There is, however, one further bit of what our Gospel tells us. If we dare to stand with Jesus, the one who stands uncompromisingly for life, we will inevitably have to withstand evil, all that would compromise or reduce God’s wonderful overflowing gift of life. Or, to put it another way, there is the uncomfortable question of what exactly our actual way of living communicates to others. Communicating – perhaps that’s the key word here. Now Jesus, the risen one, the one who is standing with God and with us, comes right down to earth. ‘Repentance and forgiveness is to be proclaimed in my name to all nations’. To any who would identify as a believer, there is the searching question of whether we in fact stand with Jesus radically on the side of life.

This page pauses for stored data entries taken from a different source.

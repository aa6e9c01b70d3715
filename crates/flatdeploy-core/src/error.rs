//! Error types for flatdeploy

// This warning is a false positive from thiserror macro expansion
#![allow(unused_assignments)]

use camino::Utf8PathBuf;
use miette::Diagnostic;
use thiserror::Error;

/// Result type alias for flatdeploy operations
pub type Result<T> = std::result::Result<T, Error>;

/// Main error type for flatdeploy
#[derive(Debug, Error, Diagnostic)]
pub enum Error {
    /// I/O error
    #[error("I/O error: {0}")]
    Io(#[from] std::io::Error),

    /// TOML parsing error
    #[error("Failed to parse TOML: {0}")]
    TomlParse(#[from] toml::de::Error),

    /// Configuration error
    #[error("Configuration error: {message}")]
    Config {
        message: String,
        #[help]
        help: String,
    },

    /// A declared dependency has no node in the graph
    #[error("Dependency resolution error: {message}")]
    Resolution {
        message: String,
        #[help]
        help: String,
    },

    /// Circular dependency detected
    #[error("Circular dependency detected: {}", .packages.join(" -> "))]
    #[diagnostic(help(
        "Check the public dependency declarations, or set deploy.on_cycle = \"warn\""
    ))]
    CircularDependency {
        /// Packages involved in the cycle, first package repeated at the end
        packages: Vec<String>,
    },

    /// Copying a file of a dependency into the target root failed
    #[error("Failed to deploy {path} of {dependency}: {source}")]
    #[diagnostic(help("Check permissions and free space of the source and target directories"))]
    Copy {
        dependency: String,
        path: Utf8PathBuf,
        #[source]
        source: std::io::Error,
    },

    /// Deploy error
    #[error("Deploy error: {message}")]
    Deploy {
        message: String,
        #[help]
        help: String,
    },
}

impl Error {
    /// Create a configuration error
    pub fn config(message: impl Into<String>, help: impl Into<String>) -> Self {
        Self::Config {
            message: message.into(),
            help: help.into(),
        }
    }

    /// Create a dependency resolution error
    pub fn resolution(message: impl Into<String>, help: impl Into<String>) -> Self {
        Self::Resolution {
            message: message.into(),
            help: help.into(),
        }
    }

    /// Create a circular dependency error
    pub fn circular_dependency(packages: Vec<String>) -> Self {
        Self::CircularDependency { packages }
    }

    /// Create a copy error for a file of `dependency`
    pub fn copy(
        dependency: impl Into<String>,
        path: impl Into<Utf8PathBuf>,
        source: std::io::Error,
    ) -> Self {
        Self::Copy {
            dependency: dependency.into(),
            path: path.into(),
            source,
        }
    }

    /// Create a deploy error
    pub fn deploy(message: impl Into<String>, help: impl Into<String>) -> Self {
        Self::Deploy {
            message: message.into(),
            help: help.into(),
        }
    }
}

Or whether, as our liturgy reminds us, we so often choose death: in not daring to be ourselves, in what we do to other people, in thoughtless exploitation of the environment - and in many other ways. A kind of creeping death rather than an on-going explosion and flourishing of life.
Repentance and forgiveness – this is what it takes to for us to be set free, for our broken relationships to be healed, for us to be put right with our world and with God. To get a handle on this we might simply say – instead of repentance and forgiveness – to make an apology or to accept someone else’s apology. We all know what this means and how costly yet liberating it can be. ‘I sincerely apologize and ask you to accept my apology’ – an exchange that can open up a whole new situation. This – word of the risen, standing Christ - is how we withstand evil and communicate life.
It’s time to wrap this up; and what better way to do it than with George Herbert’s wonderful words about repentance and forgiveness:
But thou wilt sinne and grief destroy; That so the broken bones may joy, And tune together in a well-set song,
Full of his praises, Who dead men raises.
Fractures well cur’d make us more strong.
If our task is to mend the world, then the fact that ‘in Christ’ things or people that are broken can become stronger than before is surely grounds for hope - real hope in the real world.